Ineffective Assistance of Counsel

Of course, the defendant was eventually acquitted in the new Aggravated Assault and Terroristic Threats case which served as the basis for the supposed probation violation. The defendant promptly filed motions seeking immediate parole, reconsideration of his sentence, and a Post-Conviction Relief Act Petition alleging that probation counsel had been ineffective in failing to challenge the alleged probation violation. The court granted the motion for immediate parole but denied the other motions, including the PCRA Petition. The defendant appealed.

The Appeal

On appeal, the Superior Court found that probation counsel had in fact provided ineffective assistance of counsel in failing to challenge the alleged probation violation. Counsel was ineffective because the Commonwealth proved only that the defendant had been arrested on new charges and waived the preliminary hearing on those charges.

In order to win a PCRA based on the ineffective assistance of counsel, a petitioner must show that counsel was ineffective, counsel lacked a reasonable, strategic basis for the actions taken in the representation, and that the petitioner was prejudiced due to the counsel’s failures. Here, the Superior Court concluded that counsel was ineffective in failing to challenge the probation violation.

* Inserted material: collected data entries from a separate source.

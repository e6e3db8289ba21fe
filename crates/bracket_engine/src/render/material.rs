//! Surface materials attached to mesh components

use std::sync::Arc;

use crate::assets::Texture;

/// Lighting model of a material
#[derive(Debug, Clone, Copy, PartialEq, Eq, Default)]
pub enum Shading {
    /// Affected by scene lights
    #[default]
    Lit,
    /// Flat color, ignores lights
    Unlit,
}

/// Material properties for a mesh primitive
#[derive(Debug, Clone, PartialEq)]
pub struct Material {
    /// Base color (RGB)
    pub base_color: [f32; 3],

    /// Alpha/transparency (0.0 = transparent, 1.0 = opaque)
    pub alpha: f32,

    /// Lighting model
    pub shading: Shading,

    /// Color texture, multiplied with the base color
    pub texture: Option<Arc<Texture>>,
}

impl Material {
    /// White lit material
    pub fn new() -> Self {
        Self {
            base_color: [1.0, 1.0, 1.0],
            alpha: 1.0,
            shading: Shading::Lit,
            texture: None,
        }
    }

    /// White unlit material
    pub fn unlit() -> Self {
        Self {
            shading: Shading::Unlit,
            ..Self::new()
        }
    }

    /// Set the base color
    pub fn with_color(mut self, r: f32, g: f32, b: f32) -> Self {
        self.base_color = [r, g, b];
        self
    }

    /// Set the alpha/transparency
    pub fn with_alpha(mut self, alpha: f32) -> Self {
        self.alpha = alpha.clamp(0.0, 1.0);
        self
    }

    /// Attach a color texture
    pub fn with_texture(mut self, texture: Arc<Texture>) -> Self {
        self.texture = Some(texture);
        self
    }
}

impl Default for Material {
    fn default() -> Self {
        Self::new()
    }
}
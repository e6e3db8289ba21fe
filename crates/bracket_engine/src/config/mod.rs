//! # Configuration System
//!
//! Serializable configuration for the loop clocks, the physics world, asset
//! resolution and logging. Any type implementing [`Config`] can be loaded from
//! and saved to TOML or RON files.

pub use serde::{Deserialize, Serialize};

/// Configuration trait
pub trait Config: Serialize + for<'de> Deserialize<'de> + Default {
    /// Load configuration from file
    fn load_from_file(path: &str) -> Result<Self, ConfigError> {
        let contents = std::fs::read_to_string(path).map_err(ConfigError::Io)?;

        // Try different formats
        if path.ends_with(".toml") {
            toml::from_str(&contents).map_err(|e| ConfigError::Parse(e.to_string()))
        } else if path.ends_with(".ron") {
            ron::from_str(&contents).map_err(|e| ConfigError::Parse(e.to_string()))
        } else {
            Err(ConfigError::UnsupportedFormat(path.to_string()))
        }
    }

    /// Save configuration to file
    fn save_to_file(&self, path: &str) -> Result<(), ConfigError> {
        let contents = if path.ends_with(".toml") {
            toml::to_string_pretty(self).map_err(|e| ConfigError::Serialize(e.to_string()))?
        } else if path.ends_with(".ron") {
            ron::ser::to_string_pretty(self, ron::ser::PrettyConfig::default())
                .map_err(|e| ConfigError::Serialize(e.to_string()))?
        } else {
            return Err(ConfigError::UnsupportedFormat(path.to_string()));
        };

        std::fs::write(path, contents).map_err(ConfigError::Io)
    }
}

/// Configuration errors
#[derive(thiserror::Error, Debug)]
pub enum ConfigError {
    /// IO error
    #[error("IO error: {0}")]
    Io(#[from] std::io::Error),

    /// Parse error
    #[error("Parse error: {0}")]
    Parse(String),

    /// Serialization error
    #[error("Serialization error: {0}")]
    Serialize(String),

    /// Unsupported format
    #[error("Unsupported format: {0}")]
    UnsupportedFormat(String),

    /// A value failed validation
    #[error("Invalid configuration: {0}")]
    Invalid(String),
}

/// Slowest clock rate accepted for either loop clock
pub const MIN_RATE_HZ: f32 = 1.0;

/// Engine configuration
#[derive(Debug, Clone, Default, Serialize, Deserialize)]
#[serde(default)]
pub struct EngineConfig {
    /// Loop clock rates
    #[serde(rename = "loop")]
    pub loop_rates: LoopConfig,

    /// Physics world settings
    pub physics: PhysicsConfig,

    /// Asset resolution settings
    pub assets: AssetConfig,

    /// Logging settings
    pub logging: LogConfig,
}

impl Config for EngineConfig {}

impl EngineConfig {
    /// Validate the configuration
    pub fn validate(&self) -> Result<(), ConfigError> {
        let fixed_hz = self.loop_rates.fixed_hz;
        if !(fixed_hz.is_finite() && fixed_hz >= MIN_RATE_HZ) {
            return Err(ConfigError::Invalid(format!(
                "fixed_hz must be at least {MIN_RATE_HZ}, got {fixed_hz}"
            )));
        }
        let target_fps = self.loop_rates.target_fps;
        if !(target_fps.is_finite() && (target_fps == 0.0 || target_fps >= MIN_RATE_HZ)) {
            return Err(ConfigError::Invalid(format!(
                "target_fps must be 0 or at least {MIN_RATE_HZ}, got {target_fps}"
            )));
        }
        if self.physics.solver_iterations == 0 {
            return Err(ConfigError::Invalid("solver_iterations must be at least 1".to_string()));
        }
        if self.assets.fallback_texture.is_empty() {
            return Err(ConfigError::Invalid("fallback_texture cannot be empty".to_string()));
        }
        Ok(())
    }
}

/// Rates of the two loop clocks
#[derive(Debug, Clone, Serialize, Deserialize)]
#[serde(default)]
pub struct LoopConfig {
    /// Fixed-rate clock frequency in Hz
    pub fixed_hz: f32,

    /// Presentation refresh rate in Hz (0 = as fast as possible)
    pub target_fps: f32,
}

impl LoopConfig {
    /// Length of one fixed step in seconds
    pub fn fixed_timestep(&self) -> f32 {
        1.0 / self.fixed_hz
    }
}

impl Default for LoopConfig {
    fn default() -> Self {
        Self {
            fixed_hz: 60.0,
            target_fps: 60.0,
        }
    }
}

/// Physics world settings
#[derive(Debug, Clone, Serialize, Deserialize)]
#[serde(default)]
pub struct PhysicsConfig {
    /// World gravity in m/s^2
    pub gravity: [f32; 3],

    /// Contact solver iterations per step
    pub solver_iterations: u32,
}

impl Default for PhysicsConfig {
    fn default() -> Self {
        Self {
            gravity: [0.0, -9.82, 0.0],
            solver_iterations: 8,
        }
    }
}

/// Asset system configuration
#[derive(Debug, Clone, Serialize, Deserialize)]
#[serde(default)]
pub struct AssetConfig {
    /// Asset search paths, tried in order before the path as given
    pub search_paths: Vec<String>,

    /// Texture loaded when a requested texture fails
    pub fallback_texture: String,
}

impl Default for AssetConfig {
    fn default() -> Self {
        Self {
            search_paths: vec!["resources".to_string()],
            fallback_texture: "Textures/Required/None.png".to_string(),
        }
    }
}

/// Logging settings
#[derive(Debug, Clone, Serialize, Deserialize)]
#[serde(default)]
pub struct LogConfig {
    /// Default filter when `RUST_LOG` is unset
    pub level: String,
}

impl Default for LogConfig {
    fn default() -> Self {
        Self {
            level: "info".to_string(),
        }
    }
}
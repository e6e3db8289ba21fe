//! Engine-owned timers
//!
//! Components never block or sleep. They ask for a callback after a delay and
//! receive it through [`Component::on_timer`](crate::ecs::Component::on_timer)
//! with the tag they scheduled. A timer belongs to the component that
//! scheduled it and dies with it.

use std::time::Duration;

use slotmap::SlotMap;

use crate::ecs::{ComponentId, Context, EntityId};

slotmap::new_key_type! {
    /// Handle to a scheduled timer
    pub struct TimerId;
}

/// Component-chosen label delivered back when a timer fires
#[derive(Debug, Clone, Copy, PartialEq, Eq, Hash)]
pub struct TimerTag(pub u32);

/// A scheduled callback
#[derive(Debug, Clone, Copy)]
pub struct TimerEntry {
    /// Entity owning the component
    pub entity: EntityId,
    /// Component that receives the callback
    pub owner: ComponentId,
    /// Label passed to the callback
    pub tag: TimerTag,
    /// Engine time at which the timer fires
    pub due: Duration,
    sequence: u64,
}

/// Pending timers keyed by [`TimerId`]
#[derive(Debug, Default)]
pub struct TimerTable {
    timers: SlotMap<TimerId, TimerEntry>,
    next_sequence: u64,
}

impl TimerTable {
    /// Create an empty table
    pub fn new() -> Self {
        Self::default()
    }

    /// Schedule a callback for `owner` at engine time `due`
    pub fn schedule(&mut self, entity: EntityId, owner: ComponentId, due: Duration, tag: TimerTag) -> TimerId {
        let sequence = self.next_sequence;
        self.next_sequence += 1;
        self.timers.insert(TimerEntry {
            entity,
            owner,
            tag,
            due,
            sequence,
        })
    }

    /// Cancel a timer; `false` if it already fired or was cancelled
    pub fn cancel(&mut self, id: TimerId) -> bool {
        self.timers.remove(id).is_some()
    }

    /// Cancel a timer only if `owner` scheduled it
    pub fn cancel_owned(&mut self, id: TimerId, owner: ComponentId) -> bool {
        match self.timers.get(id) {
            Some(entry) if entry.owner == owner => self.cancel(id),
            _ => false,
        }
    }

    /// Look at a pending timer
    pub fn get(&self, id: TimerId) -> Option<&TimerEntry> {
        self.timers.get(id)
    }

    /// Remove a timer and return it, used when firing
    pub fn take(&mut self, id: TimerId) -> Option<TimerEntry> {
        self.timers.remove(id)
    }

    /// Timers due at `now`, in firing order
    ///
    /// Ties on the due time fire in scheduling order.
    pub fn due(&self, now: Duration) -> Vec<TimerId> {
        let mut due: Vec<(Duration, u64, TimerId)> = self
            .timers
            .iter()
            .filter(|(_, entry)| entry.due <= now)
            .map(|(id, entry)| (entry.due, entry.sequence, id))
            .collect();
        due.sort_by_key(|&(at, sequence, _)| (at, sequence));
        due.into_iter().map(|(_, _, id)| id).collect()
    }

    /// Earliest pending due time
    pub fn next_due(&self) -> Option<Duration> {
        self.timers.values().map(|entry| entry.due).min()
    }

    /// Drop every timer of an entity; returns how many were dropped
    pub fn purge_entity(&mut self, entity: EntityId) -> usize {
        let before = self.timers.len();
        self.timers.retain(|_, entry| entry.entity != entity);
        before - self.timers.len()
    }

    /// Drop every timer of a component; returns how many were dropped
    pub fn purge_component(&mut self, owner: ComponentId) -> usize {
        let before = self.timers.len();
        self.timers.retain(|_, entry| entry.owner != owner);
        before - self.timers.len()
    }

    /// Number of timers owned by a component
    pub fn pending_for(&self, owner: ComponentId) -> usize {
        self.timers.values().filter(|entry| entry.owner == owner).count()
    }

    /// Number of pending timers
    pub fn len(&self) -> usize {
        self.timers.len()
    }

    /// Whether no timers are pending
    pub fn is_empty(&self) -> bool {
        self.timers.is_empty()
    }
}

/// Re-arming cooldown built on engine timers
///
/// ```ignore
/// if self.fire_cooldown.trigger(ctx) {
///     self.fire(ctx);
/// }
/// // in on_timer:
/// self.fire_cooldown.handle_timer(tag);
/// ```
#[derive(Debug, Clone)]
pub struct Cooldown {
    duration: Duration,
    tag: TimerTag,
    timer: Option<TimerId>,
}

impl Cooldown {
    /// Create a ready cooldown
    pub fn new(duration: Duration, tag: TimerTag) -> Self {
        Self {
            duration,
            tag,
            timer: None,
        }
    }

    /// Whether the cooldown can be triggered
    pub fn is_ready(&self) -> bool {
        self.timer.is_none()
    }

    /// Cooldown length
    pub fn duration(&self) -> Duration {
        self.duration
    }

    /// Change the length used by later triggers
    pub fn set_duration(&mut self, duration: Duration) {
        self.duration = duration;
    }

    /// Tag delivered when the cooldown ends
    pub fn tag(&self) -> TimerTag {
        self.tag
    }

    /// Start the cooldown; `false` if it is still running
    pub fn trigger(&mut self, ctx: &mut Context<'_>) -> bool {
        if self.timer.is_some() {
            return false;
        }
        self.timer = Some(ctx.schedule(self.duration, self.tag));
        true
    }

    /// Feed a fired tag; `true` if it ended this cooldown
    pub fn handle_timer(&mut self, tag: TimerTag) -> bool {
        if tag == self.tag && self.timer.is_some() {
            self.timer = None;
            true
        } else {
            false
        }
    }

    /// Stop a running cooldown
    pub fn cancel(&mut self, ctx: &mut Context<'_>) {
        if let Some(id) = self.timer.take() {
            ctx.cancel_timer(id);
        }
    }
}

#[cfg(test)]
mod tests {
    use super::*;

    fn keys() -> (EntityId, ComponentId, ComponentId) {
        let mut entities = SlotMap::<EntityId, ()>::with_key();
        let mut components = SlotMap::<ComponentId, ()>::with_key();
        (entities.insert(()), components.insert(()), components.insert(()))
    }

    #[test]
    fn test_due_orders_by_time_then_schedule_order() {
        let (entity, a, b) = keys();
        let mut table = TimerTable::new();
        let late = table.schedule(entity, a, Duration::from_millis(30), TimerTag(1));
        let first = table.schedule(entity, a, Duration::from_millis(10), TimerTag(2));
        let second = table.schedule(entity, b, Duration::from_millis(10), TimerTag(3));

        assert_eq!(table.due(Duration::from_millis(5)), Vec::new());
        assert_eq!(table.due(Duration::from_millis(10)), vec![first, second]);
        assert_eq!(table.due(Duration::from_secs(1)), vec![first, second, late]);
        assert_eq!(table.next_due(), Some(Duration::from_millis(10)));
    }

    #[test]
    fn test_cancel_owned_checks_owner() {
        let (entity, a, b) = keys();
        let mut table = TimerTable::new();
        let id = table.schedule(entity, a, Duration::ZERO, TimerTag(0));

        assert!(!table.cancel_owned(id, b));
        assert!(table.cancel_owned(id, a));
        assert!(!table.cancel(id));
    }

    #[test]
    fn test_purge_by_component_and_entity() {
        let (entity, a, b) = keys();
        let mut table = TimerTable::new();
        table.schedule(entity, a, Duration::ZERO, TimerTag(0));
        table.schedule(entity, a, Duration::ZERO, TimerTag(1));
        table.schedule(entity, b, Duration::ZERO, TimerTag(2));

        assert_eq!(table.pending_for(a), 2);
        assert_eq!(table.purge_component(a), 2);
        assert_eq!(table.len(), 1);
        assert_eq!(table.purge_entity(entity), 1);
        assert!(table.is_empty());
    }

    #[test]
    fn test_cooldown_tag_matching() {
        let mut cooldown = Cooldown::new(Duration::from_millis(100), TimerTag(7));
        assert!(cooldown.is_ready());
        // Not running: nothing to end
        assert!(!cooldown.handle_timer(TimerTag(7)));
    }
}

An Arrest Is Not a Probation Violation

First, the Superior Court noted that an arrest, standing alone, does not constitute a probation or parole violation under Pennsylvania law. This is true even where a defendant waives the preliminary hearing as a preliminary hearing does not end in a finding of guilt. Instead, the Commonwealth must introduce at least some evidence beyond the mere arrest and waiver of a preliminary hearing to show that a violation of probation occurred. Typically, the Commonwealth must call at least some live witnesses to show that the defendant committed a crime. Here, the Commonwealth did not introduce any other evidence, so counsel was ineffective in conceding a probation violation based on an arrest alone.

Second, the Court held that the defense lawyer had no reasonable, strategic basis for failing to challenge the violation. Although defense counsel testified that he had recommended conceding the violation so that the defendant would be sentenced and thereby become eligible for work release, it actually turned out that the defendant was not eligible for work release under the general terms of work release enacted by the County Prison. Thus, the defendant gained nothing other than a 23 month jail sentence by failing to fight the alleged probation violation.

Third, the Court held that the defendant was prejudiced because he was sentenced to jail. Had the defendant asked the trial court to defer the probation violation hearing until the new case was resolved or challenged the Commonwealth’s ability to prove that he committed a crime, the defendant may have been released without any additional sentence. Notably, the Court suggested that it is preferable that probation violation hearings not take place until new charges are resolved because of the possibility that a defendant could be found in violation at a Daisy Kates hearing for committing a crime for which the defendant will later be acquitted at trial.

Given that the defendant established all three prongs of the test, the Superior Court granted the PCRA and vacated the trial court’s order revoking probation and re-sentencing him. The Superior Court went further and found that the defendant did not violate his probation. Therefore, it ordered the trial court to re-instate the original sentence and provide the defendant with time credit towards that sentence for the time spent in custody.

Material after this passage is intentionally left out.